*AIM OF THE TASK*
As the answer, set down the lines below from the one containing "pub trait NewsSource: Send" through the one containing "pub trait PriceSource: Send", exactly and inclusively, and no others.

++++ EXERCISE INPUT ++++

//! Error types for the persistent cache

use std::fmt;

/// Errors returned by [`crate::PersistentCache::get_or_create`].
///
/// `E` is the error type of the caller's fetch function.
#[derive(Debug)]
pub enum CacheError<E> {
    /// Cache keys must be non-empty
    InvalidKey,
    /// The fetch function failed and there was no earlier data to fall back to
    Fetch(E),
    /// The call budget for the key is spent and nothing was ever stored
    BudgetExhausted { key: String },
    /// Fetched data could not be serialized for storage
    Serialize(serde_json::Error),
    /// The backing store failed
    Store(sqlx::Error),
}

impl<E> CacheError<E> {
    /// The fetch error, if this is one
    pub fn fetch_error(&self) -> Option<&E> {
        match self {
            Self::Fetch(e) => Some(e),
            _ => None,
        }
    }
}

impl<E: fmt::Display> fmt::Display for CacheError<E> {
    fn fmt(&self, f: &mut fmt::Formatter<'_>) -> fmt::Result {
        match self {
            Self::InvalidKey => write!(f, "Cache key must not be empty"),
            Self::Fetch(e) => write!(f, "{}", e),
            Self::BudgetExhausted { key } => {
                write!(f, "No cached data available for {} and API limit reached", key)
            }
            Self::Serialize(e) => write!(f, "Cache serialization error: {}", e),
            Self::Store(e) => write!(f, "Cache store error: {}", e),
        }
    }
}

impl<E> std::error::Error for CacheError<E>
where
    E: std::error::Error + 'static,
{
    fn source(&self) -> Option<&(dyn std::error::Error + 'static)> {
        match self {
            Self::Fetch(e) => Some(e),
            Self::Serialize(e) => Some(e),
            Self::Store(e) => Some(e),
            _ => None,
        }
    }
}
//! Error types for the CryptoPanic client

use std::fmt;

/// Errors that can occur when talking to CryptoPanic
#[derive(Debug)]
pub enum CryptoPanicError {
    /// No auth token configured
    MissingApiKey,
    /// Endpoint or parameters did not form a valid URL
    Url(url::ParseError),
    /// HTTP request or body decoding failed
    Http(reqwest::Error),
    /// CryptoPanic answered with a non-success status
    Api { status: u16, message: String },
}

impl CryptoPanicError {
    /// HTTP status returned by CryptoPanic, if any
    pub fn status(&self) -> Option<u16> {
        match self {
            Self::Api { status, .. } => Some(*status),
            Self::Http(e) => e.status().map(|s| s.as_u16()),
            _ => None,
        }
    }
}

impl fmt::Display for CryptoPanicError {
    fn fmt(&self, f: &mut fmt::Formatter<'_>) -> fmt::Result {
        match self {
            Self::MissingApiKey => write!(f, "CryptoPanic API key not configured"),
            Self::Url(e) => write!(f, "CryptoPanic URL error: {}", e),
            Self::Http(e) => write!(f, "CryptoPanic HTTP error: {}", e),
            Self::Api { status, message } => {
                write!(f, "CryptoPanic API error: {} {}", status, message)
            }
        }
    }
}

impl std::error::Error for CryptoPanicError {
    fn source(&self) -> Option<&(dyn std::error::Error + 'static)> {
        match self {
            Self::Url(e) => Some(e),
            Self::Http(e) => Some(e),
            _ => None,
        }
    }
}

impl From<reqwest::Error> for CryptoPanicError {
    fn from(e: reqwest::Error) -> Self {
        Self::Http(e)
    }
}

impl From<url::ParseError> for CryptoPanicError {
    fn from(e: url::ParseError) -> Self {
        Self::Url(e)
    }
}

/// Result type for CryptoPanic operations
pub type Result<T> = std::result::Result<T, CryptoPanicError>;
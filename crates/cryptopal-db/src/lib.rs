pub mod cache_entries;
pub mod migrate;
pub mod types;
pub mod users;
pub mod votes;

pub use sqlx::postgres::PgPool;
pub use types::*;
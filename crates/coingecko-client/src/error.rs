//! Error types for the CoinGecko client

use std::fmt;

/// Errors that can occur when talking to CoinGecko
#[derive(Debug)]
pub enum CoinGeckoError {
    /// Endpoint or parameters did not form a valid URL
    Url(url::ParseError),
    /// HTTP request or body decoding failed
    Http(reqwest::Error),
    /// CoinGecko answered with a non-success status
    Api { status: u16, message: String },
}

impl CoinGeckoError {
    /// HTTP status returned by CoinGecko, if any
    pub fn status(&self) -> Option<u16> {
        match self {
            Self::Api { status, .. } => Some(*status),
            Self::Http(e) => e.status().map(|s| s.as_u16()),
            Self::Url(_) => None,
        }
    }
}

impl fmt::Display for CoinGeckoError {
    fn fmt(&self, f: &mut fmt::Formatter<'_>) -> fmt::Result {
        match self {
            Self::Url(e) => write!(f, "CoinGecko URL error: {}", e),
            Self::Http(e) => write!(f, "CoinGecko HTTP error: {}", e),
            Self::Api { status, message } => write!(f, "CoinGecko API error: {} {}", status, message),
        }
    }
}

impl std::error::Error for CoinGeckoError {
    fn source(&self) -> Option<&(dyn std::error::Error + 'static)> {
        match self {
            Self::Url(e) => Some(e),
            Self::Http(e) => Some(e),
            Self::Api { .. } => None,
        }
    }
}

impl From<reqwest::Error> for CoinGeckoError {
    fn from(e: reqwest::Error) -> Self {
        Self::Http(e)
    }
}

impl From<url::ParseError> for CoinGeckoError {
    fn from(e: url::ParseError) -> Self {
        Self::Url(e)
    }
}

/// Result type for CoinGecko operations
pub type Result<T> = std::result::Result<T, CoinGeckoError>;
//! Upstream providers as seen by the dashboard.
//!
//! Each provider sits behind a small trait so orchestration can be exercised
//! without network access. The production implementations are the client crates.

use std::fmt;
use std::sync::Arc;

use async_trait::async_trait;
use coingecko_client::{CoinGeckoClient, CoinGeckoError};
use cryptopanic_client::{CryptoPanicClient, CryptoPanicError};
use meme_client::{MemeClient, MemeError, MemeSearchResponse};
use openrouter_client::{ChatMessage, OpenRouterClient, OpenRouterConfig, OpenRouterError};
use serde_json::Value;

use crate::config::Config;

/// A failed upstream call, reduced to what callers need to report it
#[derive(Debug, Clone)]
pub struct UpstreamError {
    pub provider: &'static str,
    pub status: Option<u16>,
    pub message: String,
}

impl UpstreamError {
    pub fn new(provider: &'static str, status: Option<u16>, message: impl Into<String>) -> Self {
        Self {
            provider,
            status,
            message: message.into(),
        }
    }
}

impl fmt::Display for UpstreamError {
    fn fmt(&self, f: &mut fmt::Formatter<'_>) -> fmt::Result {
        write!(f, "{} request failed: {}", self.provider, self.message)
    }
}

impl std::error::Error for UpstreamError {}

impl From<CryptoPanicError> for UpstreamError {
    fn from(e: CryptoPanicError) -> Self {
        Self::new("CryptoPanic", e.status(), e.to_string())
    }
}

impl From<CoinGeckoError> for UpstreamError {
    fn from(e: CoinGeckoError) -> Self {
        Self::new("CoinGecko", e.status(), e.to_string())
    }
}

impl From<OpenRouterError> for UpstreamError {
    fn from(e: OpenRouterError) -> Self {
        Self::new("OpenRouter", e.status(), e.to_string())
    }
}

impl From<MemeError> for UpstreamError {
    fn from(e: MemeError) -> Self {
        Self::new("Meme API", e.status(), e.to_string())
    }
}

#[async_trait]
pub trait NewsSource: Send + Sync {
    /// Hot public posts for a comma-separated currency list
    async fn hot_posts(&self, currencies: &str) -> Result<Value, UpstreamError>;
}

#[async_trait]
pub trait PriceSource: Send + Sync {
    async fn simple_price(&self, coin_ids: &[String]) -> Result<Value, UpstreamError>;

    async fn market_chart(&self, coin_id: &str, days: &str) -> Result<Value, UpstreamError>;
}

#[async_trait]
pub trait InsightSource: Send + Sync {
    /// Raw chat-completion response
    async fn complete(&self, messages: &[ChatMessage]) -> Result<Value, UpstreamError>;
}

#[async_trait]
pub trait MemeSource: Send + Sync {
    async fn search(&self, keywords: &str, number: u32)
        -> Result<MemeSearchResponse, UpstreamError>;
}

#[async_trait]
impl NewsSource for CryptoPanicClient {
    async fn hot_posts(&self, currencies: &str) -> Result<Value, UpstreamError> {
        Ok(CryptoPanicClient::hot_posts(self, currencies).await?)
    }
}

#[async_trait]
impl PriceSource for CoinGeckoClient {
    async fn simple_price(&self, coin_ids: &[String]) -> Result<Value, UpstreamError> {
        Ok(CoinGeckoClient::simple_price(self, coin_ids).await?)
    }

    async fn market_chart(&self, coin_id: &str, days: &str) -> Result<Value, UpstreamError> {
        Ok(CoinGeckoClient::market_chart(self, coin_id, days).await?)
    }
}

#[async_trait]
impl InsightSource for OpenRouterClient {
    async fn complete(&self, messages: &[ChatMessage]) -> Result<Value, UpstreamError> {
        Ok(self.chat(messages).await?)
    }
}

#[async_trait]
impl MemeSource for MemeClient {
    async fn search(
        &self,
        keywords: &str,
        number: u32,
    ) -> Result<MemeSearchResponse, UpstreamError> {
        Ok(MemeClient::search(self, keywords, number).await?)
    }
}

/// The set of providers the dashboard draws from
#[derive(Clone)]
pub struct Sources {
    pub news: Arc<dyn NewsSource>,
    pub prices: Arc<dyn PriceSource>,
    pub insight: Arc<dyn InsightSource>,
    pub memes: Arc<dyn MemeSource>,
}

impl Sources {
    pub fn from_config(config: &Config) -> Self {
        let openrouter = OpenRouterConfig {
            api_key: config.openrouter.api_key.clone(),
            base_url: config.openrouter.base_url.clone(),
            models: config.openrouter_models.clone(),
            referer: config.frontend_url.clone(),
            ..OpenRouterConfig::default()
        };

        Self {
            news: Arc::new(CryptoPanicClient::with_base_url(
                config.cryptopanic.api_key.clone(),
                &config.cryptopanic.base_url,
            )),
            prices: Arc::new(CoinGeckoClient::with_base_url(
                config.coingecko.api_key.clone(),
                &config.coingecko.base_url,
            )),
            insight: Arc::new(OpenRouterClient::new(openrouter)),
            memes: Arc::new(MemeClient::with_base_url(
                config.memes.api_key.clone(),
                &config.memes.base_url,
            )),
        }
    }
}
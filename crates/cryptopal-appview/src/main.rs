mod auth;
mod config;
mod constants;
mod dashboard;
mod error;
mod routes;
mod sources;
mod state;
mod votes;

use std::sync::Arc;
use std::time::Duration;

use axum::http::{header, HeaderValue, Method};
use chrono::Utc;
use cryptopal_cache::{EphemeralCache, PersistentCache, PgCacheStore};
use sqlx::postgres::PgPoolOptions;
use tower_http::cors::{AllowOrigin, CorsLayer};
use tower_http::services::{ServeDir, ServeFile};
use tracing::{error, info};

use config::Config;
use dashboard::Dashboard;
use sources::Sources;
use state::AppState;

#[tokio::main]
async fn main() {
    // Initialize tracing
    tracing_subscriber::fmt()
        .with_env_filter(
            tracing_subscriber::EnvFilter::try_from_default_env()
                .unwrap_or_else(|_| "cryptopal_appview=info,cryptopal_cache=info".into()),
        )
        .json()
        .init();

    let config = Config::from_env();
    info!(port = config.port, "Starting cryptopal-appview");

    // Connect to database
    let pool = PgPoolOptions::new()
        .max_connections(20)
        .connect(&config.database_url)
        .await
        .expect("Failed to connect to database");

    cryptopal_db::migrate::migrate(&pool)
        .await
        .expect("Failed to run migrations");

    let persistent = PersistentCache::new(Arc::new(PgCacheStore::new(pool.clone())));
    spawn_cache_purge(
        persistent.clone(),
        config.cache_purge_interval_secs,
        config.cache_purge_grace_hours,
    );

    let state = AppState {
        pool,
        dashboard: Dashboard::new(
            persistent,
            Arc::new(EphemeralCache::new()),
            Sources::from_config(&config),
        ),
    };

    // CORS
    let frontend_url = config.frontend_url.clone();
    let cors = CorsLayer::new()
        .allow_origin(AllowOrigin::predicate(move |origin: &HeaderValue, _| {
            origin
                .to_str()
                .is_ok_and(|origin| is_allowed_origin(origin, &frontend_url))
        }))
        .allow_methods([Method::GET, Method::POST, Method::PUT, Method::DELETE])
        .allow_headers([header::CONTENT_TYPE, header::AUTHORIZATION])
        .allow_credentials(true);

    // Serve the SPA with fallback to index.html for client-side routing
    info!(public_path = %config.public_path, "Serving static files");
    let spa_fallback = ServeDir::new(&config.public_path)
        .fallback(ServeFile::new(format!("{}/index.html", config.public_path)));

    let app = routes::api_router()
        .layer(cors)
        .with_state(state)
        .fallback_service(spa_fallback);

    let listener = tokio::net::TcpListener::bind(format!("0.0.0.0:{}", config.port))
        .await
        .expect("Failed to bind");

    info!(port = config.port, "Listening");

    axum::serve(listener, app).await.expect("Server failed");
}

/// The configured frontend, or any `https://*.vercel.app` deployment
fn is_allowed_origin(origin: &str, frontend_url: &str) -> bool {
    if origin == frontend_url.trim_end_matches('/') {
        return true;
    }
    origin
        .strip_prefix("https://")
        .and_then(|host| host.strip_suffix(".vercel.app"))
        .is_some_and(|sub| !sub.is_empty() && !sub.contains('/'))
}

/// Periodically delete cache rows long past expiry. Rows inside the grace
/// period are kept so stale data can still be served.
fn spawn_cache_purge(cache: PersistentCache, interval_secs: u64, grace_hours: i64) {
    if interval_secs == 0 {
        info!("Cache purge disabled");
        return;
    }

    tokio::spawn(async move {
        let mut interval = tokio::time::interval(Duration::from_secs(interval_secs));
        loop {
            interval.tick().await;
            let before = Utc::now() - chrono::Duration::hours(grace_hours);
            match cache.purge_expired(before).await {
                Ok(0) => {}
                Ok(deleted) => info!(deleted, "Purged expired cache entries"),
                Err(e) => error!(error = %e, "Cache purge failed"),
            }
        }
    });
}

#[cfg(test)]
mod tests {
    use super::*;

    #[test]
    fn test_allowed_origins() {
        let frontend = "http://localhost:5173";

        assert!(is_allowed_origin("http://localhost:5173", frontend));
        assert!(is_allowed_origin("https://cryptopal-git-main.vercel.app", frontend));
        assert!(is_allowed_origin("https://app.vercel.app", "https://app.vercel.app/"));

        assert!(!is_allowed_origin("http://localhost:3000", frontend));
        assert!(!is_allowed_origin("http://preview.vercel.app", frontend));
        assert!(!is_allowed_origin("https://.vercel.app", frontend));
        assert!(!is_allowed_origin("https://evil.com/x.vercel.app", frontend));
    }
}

++++
++++ EXERCISE INPUT ++++

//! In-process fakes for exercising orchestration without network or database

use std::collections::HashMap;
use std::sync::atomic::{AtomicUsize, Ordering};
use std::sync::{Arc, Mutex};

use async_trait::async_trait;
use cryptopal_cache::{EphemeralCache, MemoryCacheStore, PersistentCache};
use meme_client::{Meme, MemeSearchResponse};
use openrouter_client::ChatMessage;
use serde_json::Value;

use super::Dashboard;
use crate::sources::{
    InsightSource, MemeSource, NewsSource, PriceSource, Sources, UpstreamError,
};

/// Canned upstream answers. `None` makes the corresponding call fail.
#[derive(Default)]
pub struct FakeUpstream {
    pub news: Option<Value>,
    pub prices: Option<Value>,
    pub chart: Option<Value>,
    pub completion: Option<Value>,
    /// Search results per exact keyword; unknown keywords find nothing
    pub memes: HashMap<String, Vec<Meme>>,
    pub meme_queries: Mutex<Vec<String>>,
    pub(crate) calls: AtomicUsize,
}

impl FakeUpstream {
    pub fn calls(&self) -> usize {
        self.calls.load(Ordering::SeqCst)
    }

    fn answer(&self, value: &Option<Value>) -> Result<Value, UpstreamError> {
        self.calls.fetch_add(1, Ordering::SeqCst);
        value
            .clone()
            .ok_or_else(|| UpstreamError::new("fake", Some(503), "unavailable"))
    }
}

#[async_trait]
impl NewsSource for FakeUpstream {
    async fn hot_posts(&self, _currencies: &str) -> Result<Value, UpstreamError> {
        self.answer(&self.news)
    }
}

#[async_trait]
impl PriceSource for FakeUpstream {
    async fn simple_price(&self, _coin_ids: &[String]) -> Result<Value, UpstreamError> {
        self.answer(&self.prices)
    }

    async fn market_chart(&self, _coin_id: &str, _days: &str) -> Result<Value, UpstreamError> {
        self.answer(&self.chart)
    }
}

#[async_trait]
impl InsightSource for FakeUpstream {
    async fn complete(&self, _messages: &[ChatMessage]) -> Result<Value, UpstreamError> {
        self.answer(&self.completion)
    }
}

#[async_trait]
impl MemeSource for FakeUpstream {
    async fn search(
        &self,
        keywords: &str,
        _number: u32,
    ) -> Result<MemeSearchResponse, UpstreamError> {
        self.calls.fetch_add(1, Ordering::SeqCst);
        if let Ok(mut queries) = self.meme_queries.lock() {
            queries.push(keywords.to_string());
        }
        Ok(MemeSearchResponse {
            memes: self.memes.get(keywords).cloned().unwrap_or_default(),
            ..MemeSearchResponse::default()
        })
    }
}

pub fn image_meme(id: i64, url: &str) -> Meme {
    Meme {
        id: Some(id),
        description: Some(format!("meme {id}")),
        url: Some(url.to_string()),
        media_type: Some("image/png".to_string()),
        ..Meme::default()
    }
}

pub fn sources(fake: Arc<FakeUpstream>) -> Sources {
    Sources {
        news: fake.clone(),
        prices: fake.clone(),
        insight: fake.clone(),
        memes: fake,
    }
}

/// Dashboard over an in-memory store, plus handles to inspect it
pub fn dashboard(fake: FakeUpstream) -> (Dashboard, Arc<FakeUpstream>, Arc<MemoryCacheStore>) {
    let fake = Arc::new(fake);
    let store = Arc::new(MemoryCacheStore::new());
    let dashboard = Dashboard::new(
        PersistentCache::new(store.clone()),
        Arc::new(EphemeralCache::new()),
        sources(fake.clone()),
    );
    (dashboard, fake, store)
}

++++

*RESPONSE*
pub trait NewsSource: Send + Sync {
    /// Hot public posts for a comma-separated currency list
    async fn hot_posts(&self, currencies: &str) -> Result<Value, UpstreamError>;
}

#[async_trait]
pub trait PriceSource: Send + Sync {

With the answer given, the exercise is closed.